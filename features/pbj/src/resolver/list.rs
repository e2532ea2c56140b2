use std::{any::type_name, marker::PhantomData, rc::Rc};

use indexmap::IndexSet;

use crate::{
    container::Context,
    errors::PbjError,
    factories::{Factory, Service},
    key::{AsKey, KeyId, ServiceKey},
    resolver::Pbj,
    types::{Injectable, Instance, TypeInfo},
};

/// Live list of every service carrying a tag, in registration order
///
/// Registering, retagging or replacing a service invalidates the list, so the next read
/// reflects the current registry.
pub struct ListOf<T> {
    tag: KeyId,
    items: Pbj<Vec<Instance>>,
    _marker: PhantomData<fn() -> T>,
}

impl<T> Clone for ListOf<T> {
    fn clone(&self) -> Self {
        ListOf {
            tag: self.tag.clone(),
            items: self.items.clone(),
            _marker: PhantomData,
        }
    }
}

impl<T: Injectable> ListOf<T> {
    pub fn tag(&self) -> &KeyId {
        &self.tag
    }

    /// Key of the list record itself
    pub fn key(&self) -> &KeyId {
        self.items.key()
    }

    /// The list as a lazy handle on the type erased values
    pub fn pbj(&self) -> &Pbj<Vec<Instance>> {
        &self.items
    }

    pub fn get(&self) -> Result<Vec<Rc<T>>, PbjError> {
        self.items
            .get()?
            .iter()
            .map(|instance| {
                instance
                    .downcast::<T>()
                    .map_err(|actual| PbjError::TypeMismatch {
                        key: self.tag.clone(),
                        required: type_name::<T>(),
                        actual,
                    })
            })
            .collect()
    }

    pub fn len(&self) -> Result<usize, PbjError> {
        self.items.len()
    }

    pub fn is_empty(&self) -> Result<bool, PbjError> {
        Ok(self.len()? == 0)
    }
}

impl<T> std::fmt::Debug for ListOf<T> {
    fn fmt(&self, f: &mut std::fmt::Formatter<'_>) -> std::fmt::Result {
        f.debug_tuple("ListOf").field(&self.tag).finish()
    }
}

impl Context {
    /// Every service tagged with `tag`, or producing the type of a type key
    pub fn list_of<K: ServiceKey>(&self, tag: &K) -> ListOf<K::Output> {
        let tag = tag.key_id();
        let existing = self.0.lists.borrow().get(&tag).cloned();
        let list_key = match existing {
            Some(key) => key,
            None => self.create_list(&tag),
        };

        ListOf {
            tag,
            items: self.pbj_id(list_key),
            _marker: PhantomData,
        }
    }

    fn create_list(&self, tag: &KeyId) -> KeyId {
        let list_key = KeyId::symbol(&format!("listOf({tag})"));
        let record = self.record_id(&list_key);
        record.set_list_of(tag.clone());
        record.set_array(true);

        let members_of = tag.clone();
        record.set_service(Service::Factory(Factory::raw(
            TypeInfo::of::<Vec<Instance>>(),
            move |resolution| {
                let members = resolution.context().matching_records(&members_of);
                let mut items = Vec::with_capacity(members.len());
                for key in members {
                    if let Some(instance) = resolution.resolve_instance(&key)? {
                        items.push(instance);
                    }
                }
                Ok(Some(Instance::new(items)))
            },
        )));

        self.0
            .lists
            .borrow_mut()
            .insert(tag.clone(), list_key.clone());
        list_key
    }

    /// Keys of registered services matching a tag, parents first, in registration order
    pub(crate) fn matching_records(&self, tag: &KeyId) -> Vec<KeyId> {
        let mut keys = IndexSet::new();
        self.collect_matching(tag, &mut keys);
        keys.into_iter().collect()
    }

    fn collect_matching(&self, tag: &KeyId, keys: &mut IndexSet<KeyId>) {
        if let Some(parent) = &self.0.parent {
            parent.collect_matching(tag, keys);
        }

        let tag_type = tag.type_id();
        for record in self.0.table.borrow().values() {
            if record.list_of().is_some() || !record.is_registered() {
                continue;
            }

            let by_type = tag_type.is_some()
                && record.provides().map(|info| info.type_id) == tag_type;
            if by_type || record.has_tag(tag) {
                keys.insert(record.key().clone());
            }
        }
    }

    /// Drops every cached list, called when services are added or changed
    pub(crate) fn invalidate_lists(&self) {
        let lists: Vec<KeyId> = self.0.lists.borrow().values().cloned().collect();
        for list in lists {
            self.invalidate(&list);
        }

        for child in self.children() {
            child.invalidate_lists();
        }
    }
}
========
| REQUIRED WORK |
The answer must be the full listing, written out word for word.

| THE COMPLETED TASK |
filename features/pbj/src/resolver/list.rs
repository e2532ea2c56140b2
use std::{any::type_name, marker::PhantomData, rc::Rc};

use indexmap::IndexSet;

use crate::{
    container::Context,
    errors::PbjError,
    factories::{Factory, Service},
    key::{AsKey, KeyId, ServiceKey},
    resolver::Pbj,
    types::{Injectable, Instance, TypeInfo},
};

/// Live list of every service carrying a tag, in registration order
///
/// Registering, retagging or replacing a service invalidates the list, so the next read
/// reflects the current registry.
pub struct ListOf<T> {
    tag: KeyId,
    items: Pbj<Vec<Instance>>,
    _marker: PhantomData<fn() -> T>,
}

impl<T> Clone for ListOf<T> {
    fn clone(&self) -> Self {
        ListOf {
            tag: self.tag.clone(),
            items: self.items.clone(),
            _marker: PhantomData,
        }
    }
}

impl<T: Injectable> ListOf<T> {
    pub fn tag(&self) -> &KeyId {
        &self.tag
    }

    /// Key of the list record itself
    pub fn key(&self) -> &KeyId {
        self.items.key()
    }

    /// The list as a lazy handle on the type erased values
    pub fn pbj(&self) -> &Pbj<Vec<Instance>> {
        &self.items
    }

    pub fn get(&self) -> Result<Vec<Rc<T>>, PbjError> {
        self.items
            .get()?
            .iter()
            .map(|instance| {
                instance
                    .downcast::<T>()
                    .map_err(|actual| PbjError::TypeMismatch {
                        key: self.tag.clone(),
                        required: type_name::<T>(),
                        actual,
                    })
            })
            .collect()
    }

    pub fn len(&self) -> Result<usize, PbjError> {
        self.items.len()
    }

    pub fn is_empty(&self) -> Result<bool, PbjError> {
        Ok(self.len()? == 0)
    }
}

impl<T> std::fmt::Debug for ListOf<T> {
    fn fmt(&self, f: &mut std::fmt::Formatter<'_>) -> std::fmt::Result {
        f.debug_tuple("ListOf").field(&self.tag).finish()
    }
}

impl Context {
    /// Every service tagged with `tag`, or producing the type of a type key
    pub fn list_of<K: ServiceKey>(&self, tag: &K) -> ListOf<K::Output> {
        let tag = tag.key_id();
        let existing = self.0.lists.borrow().get(&tag).cloned();
        let list_key = match existing {
            Some(key) => key,
            None => self.create_list(&tag),
        };

        ListOf {
            tag,
            items: self.pbj_id(list_key),
            _marker: PhantomData,
        }
    }

    fn create_list(&self, tag: &KeyId) -> KeyId {
        let list_key = KeyId::symbol(&format!("listOf({tag})"));
        let record = self.record_id(&list_key);
        record.set_list_of(tag.clone());
        record.set_array(true);

        let members_of = tag.clone();
        record.set_service(Service::Factory(Factory::raw(
            TypeInfo::of::<Vec<Instance>>(),
            move |resolution| {
                let members = resolution.context().matching_records(&members_of);
                let mut items = Vec::with_capacity(members.len());
                for key in members {
                    if let Some(instance) = resolution.resolve_instance(&key)? {
                        items.push(instance);
                    }
                }
                Ok(Some(Instance::new(items)))
            },
        )));

        self.0
            .lists
            .borrow_mut()
            .insert(tag.clone(), list_key.clone());
        list_key
    }

    /// Keys of registered services matching a tag, parents first, in registration order
    pub(crate) fn matching_records(&self, tag: &KeyId) -> Vec<KeyId> {
        let mut keys = IndexSet::new();
        self.collect_matching(tag, &mut keys);
        keys.into_iter().collect()
    }

    fn collect_matching(&self, tag: &KeyId, keys: &mut IndexSet<KeyId>) {
        if let Some(parent) = &self.0.parent {
            parent.collect_matching(tag, keys);
        }

        let tag_type = tag.type_id();
        for record in self.0.table.borrow().values() {
            if record.list_of().is_some() || !record.is_registered() {
                continue;
            }

            let by_type = tag_type.is_some()
                && record.provides().map(|info| info.type_id) == tag_type;
            if by_type || record.has_tag(tag) {
                keys.insert(record.key().clone());
            }
        }
    }

    /// Drops every cached list, called when services are added or changed
    pub(crate) fn invalidate_lists(&self) {
        let lists: Vec<KeyId> = self.0.lists.borrow().values().cloned().collect();
        for list in lists {
            self.invalidate(&list);
        }

        for child in self.children() {
            child.invalidate_lists();
        }
    }
}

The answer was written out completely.